先月、MySpaceは、2003年〜2015年にアップロードされた全てのコンテンツを削除したことを明らかにした。インターネットに依存するティーンエイジャーがどっぷり浸かれる初のネット上のスペースとして一斉を風靡した「MySpace」。アーカイヴを削除したことで、世界中の多くの人たちが悲しみに暮れた。インターネットに思い出をアーカイブすることについて、今一度考えてみる。

2019年3月18日、長い間MySpaceユーザーの間で噂されていた事実が明らかになった。MySpaceが、2003年〜2015年の間に同プラットフォームへアップロードされた大量のコンテンツを削除したというのだ。週末の間、同ソーシャル・ネットワーキング・プラットフォームには「サーバー移行プロジェクトの実施により、3年以上前にアップロードされた写真、動画、音声の全ファイルは、今後MySpace上で表示したりダウンロードしたりすることができなくなるでしょう」とのバナーが貼られた。詳細の説明についてMySpaceは固く口を閉ざしている。しかし、今回のデータ消去はサーバー移行に伴うシステムの“障害”とはあまり関係がなく、それよりもMySpaceの新たなオーナーであるメレディス・コーポレーションが古いデータの維持にコストをかけるのを嫌ったためだとする声もある。(同ソーシャルメディア・サイトは、コメントの求めに応じていない。)

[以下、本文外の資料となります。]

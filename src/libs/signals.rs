//! Shutdown signal handling for the companion loop.

use crate::libs::messages::Message;

/// Resolves once SIGTERM or SIGINT (Ctrl+C on Windows) arrives.
///
/// If the handlers cannot be installed the future never resolves, so the
/// companion keeps running and relies on its other stop conditions.
pub async fn shutdown_signal() {
    #[cfg(unix)]
    {
        use crate::{msg_error, msg_info};
        use tokio::signal::unix::{signal, SignalKind};

        let mut sigterm = match signal(SignalKind::terminate()) {
            Ok(sigterm) => sigterm,
            Err(_) => {
                msg_error!(Message::FailedToCreateSigtermHandler);
                return std::future::pending().await;
            }
        };
        let mut sigint = match signal(SignalKind::interrupt()) {
            Ok(sigint) => sigint,
            Err(_) => {
                msg_error!(Message::FailedToCreateSigintHandler);
                return std::future::pending().await;
            }
        };

        tokio::select! {
            _ = sigterm.recv() => {
                msg_info!(Message::ReceivedSigterm);
            }
            _ = sigint.recv() => {
                msg_info!(Message::ReceivedSigint);
            }
        }
    }

    #[cfg(windows)]
    {
        use crate::{msg_error, msg_info};

        match tokio::signal::ctrl_c().await {
            Ok(()) => {
                msg_info!(Message::ReceivedCtrlC);
            }
            Err(e) => {
                msg_error!(Message::CtrlCListenFailed(e.to_string()));
                std::future::pending::<()>().await;
            }
        }
    }

    #[cfg(not(any(unix, windows)))]
    {
        use crate::msg_warning;

        msg_warning!(Message::SignalHandlingNotSupported);
        std::future::pending::<()>().await;
    }
}
pub mod config;
pub mod doctor;
pub mod init;
pub mod run;
pub mod state;
pub mod stats;

use anyhow::Result;
use clap::{Parser, Subcommand};
use std::path::PathBuf;

#[derive(Debug, Subcommand)]
pub enum Commands {
    #[command(about = "Run the companion")]
    Run(run::RunArgs),
    #[command(about = "Create the configuration file if missing and print its path")]
    Init(init::InitArgs),
    #[command(about = "Print the effective configuration")]
    Config,
    #[command(about = "Run one snapshot tick and print the computed mood")]
    State,
    #[command(about = "Print lifetime stats and achievements")]
    Stats,
    #[command(about = "Print runtime diagnostics")]
    Doctor,
}

#[derive(Debug, Parser)]
#[command(author, version, about = "ASCII desktop companion", long_about = None)]
#[command(arg_required_else_help(true))]
pub struct Cli {
    /// Path to the configuration file
    #[arg(long, global = true)]
    pub config: Option<PathBuf>,

    #[command(subcommand)]
    pub command: Commands,
}

impl Cli {
    pub async fn menu() -> Result<()> {
        Self::parse().dispatch().await
    }

    pub async fn dispatch(self) -> Result<()> {
        let config_path = self.config.as_deref();
        match self.command {
            Commands::Run(args) => run::cmd(args, config_path).await,
            Commands::Init(args) => init::cmd(args, config_path),
            Commands::Config => config::cmd(config_path),
            Commands::State => state::cmd(config_path),
            Commands::Stats => stats::cmd(),
            Commands::Doctor => doctor::cmd(config_path).await,
        }
    }
}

このニュースを聞いて「あれ、MySpaceってまだあったの?」という人もいるだろう。2011年に再起をかけたMySpaceだが、2016年にタイム・インクへ売却され、以降長期に渡りもがき苦しんでいる。(事実、同プラットフォームは2018年より密かに音楽ファイルを削除し始めていたと伝えられている。)しかし今回の措置によって大きな影響を受けた人も多い。特に、自分の音楽をシェアしプロモーションするためにMySpaceを使い始めたミュージシャンたちへの影響は大きい。アーティストの多くは早い時期にSoundcloudのような別プラットフォームへ移行していたものの、reddit上には、数年分の自分の作品にアクセスできなくなってしまったミュージシャンたちからの助けを求める悲痛な声が溢れている。ある見積りによると、1400万組のアーティストがアップロードした約5000万のファイルが失われたという。

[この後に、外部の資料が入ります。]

//! Weather decorations fed by wttr.in.
//!
//! A background task polls `https://wttr.in/<location>?format=j1`, maps the
//! WWO condition code to an effect and stores it for the render loop.
//! Failures are logged and the last known effect is kept.

use crate::libs::config::{Config, MIN_WEATHER_POLL_MINUTES};
use crate::libs::messages::Message;
use crate::libs::scene::Decoration;
use crate::{msg_debug, msg_error_anyhow};
use anyhow::Result;
use parking_lot::Mutex;
use reqwest::header::{HeaderMap, HeaderValue, USER_AGENT};
use reqwest::Client;
use serde::Deserialize;
use std::fmt;
use std::sync::Arc;
use tokio::task::JoinHandle;
use tokio::time::{self, Duration};

const WTTR_URL: &str = "https://wttr.in";
const REQUEST_TIMEOUT: Duration = Duration::from_secs(10);

#[derive(Debug, Clone, Copy, PartialEq, Eq)]
pub enum WeatherKind {
    Clear,
    Cloudy,
    Rain,
    HeavyRain,
    Snow,
    Thunder,
    Fog,
    Sleet,
}

impl WeatherKind {
    /// Maps a WWO weather condition code (as used by wttr.in) to an effect.
    pub fn from_code(code: u32) -> Option<Self> {
        use WeatherKind::*;
        let kind = match code {
            113 => Clear,
            116 | 119 | 122 => Cloudy,
            143 | 248 | 260 => Fog,
            176 | 263 | 266 | 293 | 296 | 299 | 302 | 353 => Rain,
            305 | 308 | 356 | 359 => HeavyRain,
            179 | 227 | 230 | 323 | 326 | 329 | 332 | 335 | 338 | 368 | 371 => Snow,
            182 | 185 | 281 | 284 | 311 | 314 | 317 | 320 | 350 | 362 | 365 | 374 | 377 => Sleet,
            200 | 386 | 389 | 392 | 395 => Thunder,
            _ => return None,
        };
        Some(kind)
    }

    pub fn as_str(&self) -> &'static str {
        match self {
            WeatherKind::Clear => "clear",
            WeatherKind::Cloudy => "cloudy",
            WeatherKind::Rain => "rain",
            WeatherKind::HeavyRain => "heavy_rain",
            WeatherKind::Snow => "snow",
            WeatherKind::Thunder => "thunder",
            WeatherKind::Fog => "fog",
            WeatherKind::Sleet => "sleet",
        }
    }

    pub fn decoration(self, frame: usize) -> Decoration {
        let frames: [&'static str; 2] = match self {
            WeatherKind::Clear => ["° . ° . °", ". ° . ° ."],
            WeatherKind::Cloudy => ["~ ░ ~ ░ ~", "░ ~ ░ ~ ░"],
            WeatherKind::Rain => ["░ ╽ ░ ╽ ░", "╽ ░ ╽ ░ ╽"],
            WeatherKind::HeavyRain => ["╽╽ ╽╽ ╽╽╽", "╽╽╽ ╽╽ ╽╽"],
            WeatherKind::Snow => ["* + * + *", "+ * + * +"],
            WeatherKind::Thunder => ["! ╽ ! ╽ !", "╽ ! ╽ ! ╽"],
            WeatherKind::Fog => ["░░░░░░░░░", "▒▒▒▒▒▒▒▒▒"],
            WeatherKind::Sleet => ["╽ * ╽ * ╽", "* ╽ * ╽ *"],
        };
        Decoration::above(frames[frame % 2])
    }
}

impl fmt::Display for WeatherKind {
    fn fmt(&self, f: &mut fmt::Formatter<'_>) -> fmt::Result {
        f.write_str(self.as_str())
    }
}

#[derive(Debug, Deserialize)]
struct WttrResponse {
    current_condition: Vec<CurrentCondition>,
}

#[derive(Debug, Deserialize)]
struct CurrentCondition {
    #[serde(rename = "weatherCode")]
    weather_code: String,
}

/// Extracts the current condition code from a wttr.in `j1` document.
pub fn parse_weather_code(body: &str) -> Result<u32> {
    let response: WttrResponse = serde_json::from_str(body)?;
    let condition = response
        .current_condition
        .first()
        .ok_or_else(|| msg_error_anyhow!(Message::WeatherFetchFailed("no current condition".to_string())))?;
    Ok(condition.weather_code.trim().parse()?)
}

pub struct WeatherClient {
    client: Client,
}

impl WeatherClient {
    pub fn new() -> Result<Self> {
        let mut headers = HeaderMap::new();
        headers.insert(USER_AGENT, HeaderValue::from_static("asciipal"));
        let client = Client::builder().default_headers(headers).timeout(REQUEST_TIMEOUT).build()?;
        Ok(Self { client })
    }

    pub fn url(location: &str) -> String {
        format!("{}/{}?format=j1", WTTR_URL, location.trim())
    }

    pub async fn fetch(&self, location: &str) -> Result<Option<WeatherKind>> {
        let body = self.client.get(Self::url(location)).send().await?.error_for_status()?.text().await?;
        Ok(WeatherKind::from_code(parse_weather_code(&body)?))
    }
}

/// Owns the polling task and the latest effect.
pub struct WeatherManager {
    enabled: bool,
    location: String,
    poll_interval: Duration,
    current: Arc<Mutex<Option<WeatherKind>>>,
    task: Option<JoinHandle<()>>,
}

impl WeatherManager {
    pub fn new(config: &Config) -> Self {
        let minutes = config.weather_poll_minutes.max(MIN_WEATHER_POLL_MINUTES);
        Self {
            enabled: config.weather_enabled,
            location: config.weather_location.clone(),
            poll_interval: Duration::from_secs(u64::from(minutes) * 60),
            current: Arc::new(Mutex::new(None)),
            task: None,
        }
    }

    pub fn is_enabled(&self) -> bool {
        self.enabled
    }

    pub fn poll_interval(&self) -> Duration {
        self.poll_interval
    }

    /// Starts polling in the background. Must be called inside a tokio runtime.
    pub fn start(&mut self) {
        if !self.enabled || self.task.is_some() {
            return;
        }
        let client = match WeatherClient::new() {
            Ok(client) => client,
            Err(e) => {
                tracing::warn!(error = %e, "weather client unavailable");
                return;
            }
        };
        let location = self.location.clone();
        let current = Arc::clone(&self.current);
        let poll_interval = self.poll_interval;
        self.task = Some(tokio::spawn(async move {
            let mut ticker = time::interval(poll_interval);
            loop {
                ticker.tick().await;
                match client.fetch(&location).await {
                    Ok(kind) => {
                        if let Some(kind) = kind {
                            msg_debug!(Message::WeatherUpdated(kind.to_string()));
                        }
                        *current.lock() = kind;
                    }
                    Err(e) => tracing::warn!("{}", Message::WeatherFetchFailed(e.to_string())),
                }
            }
        }));
    }

    pub fn stop(&mut self) {
        if let Some(task) = self.task.take() {
            task.abort();
        }
    }

    /// Flips the feature on or off; turning it off also clears the effect.
    pub fn toggle(&mut self) -> bool {
        self.enabled = !self.enabled;
        if self.enabled {
            self.start();
        } else {
            self.stop();
            self.clear_effect();
        }
        self.enabled
    }

    pub fn set_effect(&self, kind: Option<WeatherKind>) {
        *self.current.lock() = kind;
    }

    pub fn clear_effect(&self) {
        self.set_effect(None);
    }

    pub fn current_kind(&self) -> Option<WeatherKind> {
        *self.current.lock()
    }

    pub fn current_effect(&self, frame: usize) -> Option<Decoration> {
        if !self.enabled {
            return None;
        }
        self.current_kind().map(|kind| kind.decoration(frame))
    }
}

impl Drop for WeatherManager {
    fn drop(&mut self) {
        self.stop();
    }
}
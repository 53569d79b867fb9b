//! Global keyboard and mouse hook.
//!
//! `rdev::listen` blocks its thread for the lifetime of the process, so the
//! listener runs on a dedicated thread and is restarted after errors.
//! Stopping only detaches it: events are ignored from then on.

use crate::libs::activity::{ActivityTracker, SessionClock};
use crate::libs::messages::Message;
use parking_lot::Mutex;
use rdev::{listen, Event, EventType};
use std::sync::atomic::{AtomicBool, Ordering};
use std::sync::Arc;
use std::thread;
use std::time::Duration;

const RESTART_DELAY: Duration = Duration::from_secs(1);

/// Turns raw input events into tracker records.
#[derive(Debug, Default)]
pub struct InputRecorder {
    last_position: Option<(f64, f64)>,
}

impl InputRecorder {
    pub fn new() -> Self {
        Self::default()
    }

    pub fn handle(&mut self, event: &EventType, tracker: &mut ActivityTracker, now: f64) {
        match *event {
            EventType::KeyPress(_) => tracker.record_keypress(now),
            // Button events carry no position; travel up to the click was
            // already recorded by the preceding move events.
            EventType::ButtonPress(_) => tracker.record_click(now),
            EventType::MouseMove { x, y } => {
                if let Some((last_x, last_y)) = self.last_position {
                    tracker.record_mouse_move(x - last_x, y - last_y, now);
                }
                self.last_position = Some((x, y));
            }
            _ => {}
        }
    }
}

#[derive(Debug, Default)]
struct MonitorState {
    running: AtomicBool,
    failure: Mutex<Option<String>>,
}

pub struct InputMonitor {
    tracker: Arc<Mutex<ActivityTracker>>,
    clock: SessionClock,
    state: Arc<MonitorState>,
    started: bool,
}

impl InputMonitor {
    pub fn new(tracker: Arc<Mutex<ActivityTracker>>, clock: SessionClock) -> Self {
        Self {
            tracker,
            clock,
            state: Arc::new(MonitorState::default()),
            started: false,
        }
    }

    pub fn start(&mut self) {
        self.state.running.store(true, Ordering::SeqCst);
        if self.started {
            return;
        }
        self.started = true;

        let tracker = Arc::clone(&self.tracker);
        let state = Arc::clone(&self.state);
        let clock = self.clock;
        let spawned = thread::Builder::new().name("input-monitor".into()).spawn(move || loop {
            let tracker = Arc::clone(&tracker);
            let listener_state = Arc::clone(&state);
            let mut recorder = InputRecorder::new();
            let result = listen(move |event: Event| {
                if !listener_state.running.load(Ordering::Relaxed) {
                    return;
                }
                recorder.handle(&event.event_type, &mut tracker.lock(), clock.now());
            });
            match result {
                Ok(()) => break,
                Err(e) => {
                    let reason = format!("{:?}", e);
                    let first = state.failure.lock().replace(reason.clone()).is_none();
                    if first {
                        tracing::warn!("{}", Message::ErrorInRdevListener(reason));
                    } else {
                        tracing::debug!("{}", Message::ErrorInRdevListener(reason));
                    }
                    thread::sleep(RESTART_DELAY);
                }
            }
        });
        if let Err(e) = spawned {
            *self.state.failure.lock() = Some(e.to_string());
        }
    }

    pub fn stop(&mut self) {
        self.state.running.store(false, Ordering::SeqCst);
    }

    pub fn is_running(&self) -> bool {
        self.started && self.state.running.load(Ordering::SeqCst)
    }

    /// False once the listener has failed at least once.
    pub fn is_supported(&self) -> bool {
        self.state.failure.lock().is_none()
    }

    pub fn unavailable_reason(&self) -> Option<String> {
        self.state.failure.lock().clone()
    }
}
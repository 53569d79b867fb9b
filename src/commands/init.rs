//! Configuration initialization command.
//!
//! Creates the configuration file with defaults when it is missing and
//! prints its path. With `--interactive` a short wizard walks through the
//! break and mood timings first.

use crate::{
    libs::{config::Config, messages::Message},
    msg_print, msg_success,
};
use anyhow::Result;
use clap::Args;
use std::path::Path;

#[derive(Debug, Args)]
pub struct InitArgs {
    /// Walk through the timing settings before saving
    #[arg(short, long)]
    pub interactive: bool,
}

pub fn cmd(init_args: InitArgs, config_path: Option<&Path>) -> Result<()> {
    let path = Config::resolve_path(config_path)?;
    if Config::ensure_exists(&path)? {
        msg_success!(Message::ConfigCreated(path.display().to_string()));
    }

    if init_args.interactive {
        let config = Config::load(&path)?.init()?;
        config.save_to(&path)?;
        msg_success!(Message::ConfigSaved);
    }

    msg_print!(Message::ConfigPath(path.display().to_string()));
    Ok(())
}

また今回のデータ消去は、MySpaceで育った多くのミレニアル世代のノスタルジーも掻き立てた。ピーク時にあった2006年、MySpaceは1億ユーザーを抱え、その多くは青春真っ盛りの年代だった。Friendsterが廃れFacebookが盛り上がるまでの数年間をティーンエイジャーとして過ごした人たちにとって、MySpaceは正に良くも悪くも(悪い部分が大きかっただろうが)、“ネット漬けになる方法”を教えてくれるインターネット初心者向けの入門コースだった。

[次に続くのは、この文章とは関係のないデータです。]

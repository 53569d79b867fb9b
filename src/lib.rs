//! # AsciiPal - an ASCII desktop companion
//!
//! A small character that watches keyboard and mouse activity, changes its
//! mood accordingly and nags about breaks. Focused time grows an aquarium
//! around it.
//!
//! ## Features
//!
//! - **Activity Tracking**: Typing speed, click rate and mouse speed over a sliding window
//! - **Moods**: Idle, sleeping, watching, excited, dizzy, alarmed, cheering and sweating
//! - **Break Reminders**: Escalating suggestion, insistence and tantrum stages
//! - **Aquarium**: Seaweed, bubbles, fireflies and creatures unlocked by milestones
//! - **Ambient Info**: Weather, time of day, battery and system resources
//! - **Lifetime Stats**: Achievements persisted across sessions
//!
//! ## Usage
//!
//! ```rust,no_run
//! use asciipal::commands::Cli;
//!
//! #[tokio::main]
//! async fn main() -> anyhow::Result<()> {
//!     Cli::menu().await
//! }
//! ```

pub mod commands;
pub mod libs;
//! Break reminder timer with escalation.
//!
//! Focus time accumulates from the last reset. Five minutes before a break
//! is due the companion starts suggesting one; once overdue it escalates
//! from suggestion to insistence (2 minutes over) to tantrum (5 minutes
//! over). Going idle after the break is due starts the rest period.

use crate::libs::activity::ActivitySnapshot;
use crate::libs::config::Config;
use std::fmt;

/// How long before the break is due the companion starts suggesting one.
pub const SUGGESTION_LEAD_SECONDS: f64 = 5.0 * 60.0;
/// Overtime after which a suggestion turns into insistence.
pub const INSISTENCE_AFTER_SECONDS: f64 = 2.0 * 60.0;
/// Overtime after which insistence turns into a tantrum.
pub const TANTRUM_AFTER_SECONDS: f64 = 5.0 * 60.0;

#[derive(Debug, Clone, Copy, PartialEq, Eq)]
pub enum BreakStage {
    None,
    Suggestion,
    Insistence,
    Tantrum,
    OnBreak,
}

impl BreakStage {
    pub fn as_str(&self) -> &'static str {
        match self {
            BreakStage::None => "none",
            BreakStage::Suggestion => "suggestion",
            BreakStage::Insistence => "insistence",
            BreakStage::Tantrum => "tantrum",
            BreakStage::OnBreak => "on_break",
        }
    }
}

impl fmt::Display for BreakStage {
    fn fmt(&self, f: &mut fmt::Formatter<'_>) -> fmt::Result {
        f.write_str(self.as_str())
    }
}

#[derive(Debug, Clone, Copy, PartialEq)]
pub struct BreakStatus {
    /// The break is overdue and the user is still working.
    pub should_break: bool,
    pub stage: BreakStage,
    pub seconds_until_break: f64,
    pub break_seconds_remaining: f64,
}

impl BreakStatus {
    fn idle(seconds_until_break: f64) -> Self {
        Self {
            should_break: false,
            stage: BreakStage::None,
            seconds_until_break,
            break_seconds_remaining: 0.0,
        }
    }

    fn resting(seconds_until_break: f64, break_seconds_remaining: f64) -> Self {
        Self {
            should_break: false,
            stage: BreakStage::OnBreak,
            seconds_until_break,
            break_seconds_remaining,
        }
    }
}

#[derive(Debug, Clone)]
pub struct BreakManager {
    interval_seconds: f64,
    break_duration_seconds: f64,
    idle_timeout_seconds: f64,
    pomodoro_mode: bool,
    active_start: f64,
    break_started: Option<f64>,
    breaks_taken: u32,
    total_break_seconds: f64,
}

impl BreakManager {
    /// Creates a manager whose focus timer starts at `now`.
    pub fn new(config: &Config, now: f64) -> Self {
        Self {
            interval_seconds: config.focus_interval_seconds(),
            break_duration_seconds: config.break_length_seconds(),
            idle_timeout_seconds: f64::from(config.idle_timeout_seconds),
            pomodoro_mode: config.pomodoro_mode,
            active_start: now,
            break_started: None,
            breaks_taken: 0,
            total_break_seconds: 0.0,
        }
    }

    pub fn breaks_taken(&self) -> u32 {
        self.breaks_taken
    }

    pub fn total_break_seconds(&self) -> f64 {
        self.total_break_seconds
    }

    pub fn is_on_break(&self) -> bool {
        self.break_started.is_some()
    }

    pub fn update(&mut self, snapshot: &ActivitySnapshot, now: f64) -> BreakStatus {
        if let Some(started) = self.break_started {
            let elapsed_break = now - started;
            if elapsed_break >= self.break_duration_seconds {
                self.breaks_taken += 1;
                self.total_break_seconds += self.break_duration_seconds;
                self.break_started = None;
                self.active_start = now;
                return BreakStatus::idle(self.interval_seconds);
            }
            let remaining_break = (self.break_duration_seconds - elapsed_break).max(0.0);
            return BreakStatus::resting(self.interval_seconds, remaining_break);
        }

        let remaining = self.interval_seconds - (now - self.active_start);
        let is_idle = snapshot.seconds_since_input >= self.idle_timeout_seconds;

        if remaining <= 0.0 && is_idle {
            self.start_break(now);
            return BreakStatus::resting(self.interval_seconds, self.break_duration_seconds);
        }

        if is_idle && !self.pomodoro_mode {
            self.active_start = now;
            return BreakStatus::idle(self.interval_seconds);
        }

        if remaining > 0.0 {
            let stage = if remaining <= SUGGESTION_LEAD_SECONDS { BreakStage::Suggestion } else { BreakStage::None };
            return BreakStatus {
                should_break: false,
                stage,
                seconds_until_break: remaining,
                break_seconds_remaining: 0.0,
            };
        }

        let overtime = -remaining;
        let stage = if overtime < INSISTENCE_AFTER_SECONDS {
            BreakStage::Suggestion
        } else if overtime < TANTRUM_AFTER_SECONDS {
            BreakStage::Insistence
        } else {
            BreakStage::Tantrum
        };
        BreakStatus {
            should_break: true,
            stage,
            seconds_until_break: 0.0,
            break_seconds_remaining: 0.0,
        }
    }

    pub fn start_break(&mut self, now: f64) {
        self.break_started = Some(now);
    }

    /// Starts a break unless one is already running.
    pub fn force_break(&mut self, now: f64) {
        if self.break_started.is_none() {
            self.start_break(now);
        }
    }

    /// Ends any running break without counting it and restarts the focus timer.
    pub fn skip_break(&mut self, now: f64) {
        self.break_started = None;
        self.active_start = now;
    }
}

誤解のないように明らかにしておくと、我々のほとんどとまでは言わないが、多くの人たちは今回のニュースを歓迎しているようだ。自らのMySpaceの写真を見返してみると、17歳の自分の姿や、彼女のために立ち上げようとしていたブランド、ノキアで撮影した唇を尖らせて撮影した大量の白黒写真、ジミ・ヘンドリックスにヒントを得たユーザー名、いかにも“なめるなよ”というポーズを取った姿(読者の皆さん、本当の私は絶対に他人に気を遣う人間です)などが出てきて、泣きたくなった。当時の私の髪型が凄かったのは、インターネット上に溢れるさまざまな表現に対しての精一杯の反発だった。それらのコンテンツがデジタルの記録上から一掃され、雇い主や他人のGoogle検索結果に二度と表示されなくなることは、我々にとって喜ばしいことだ。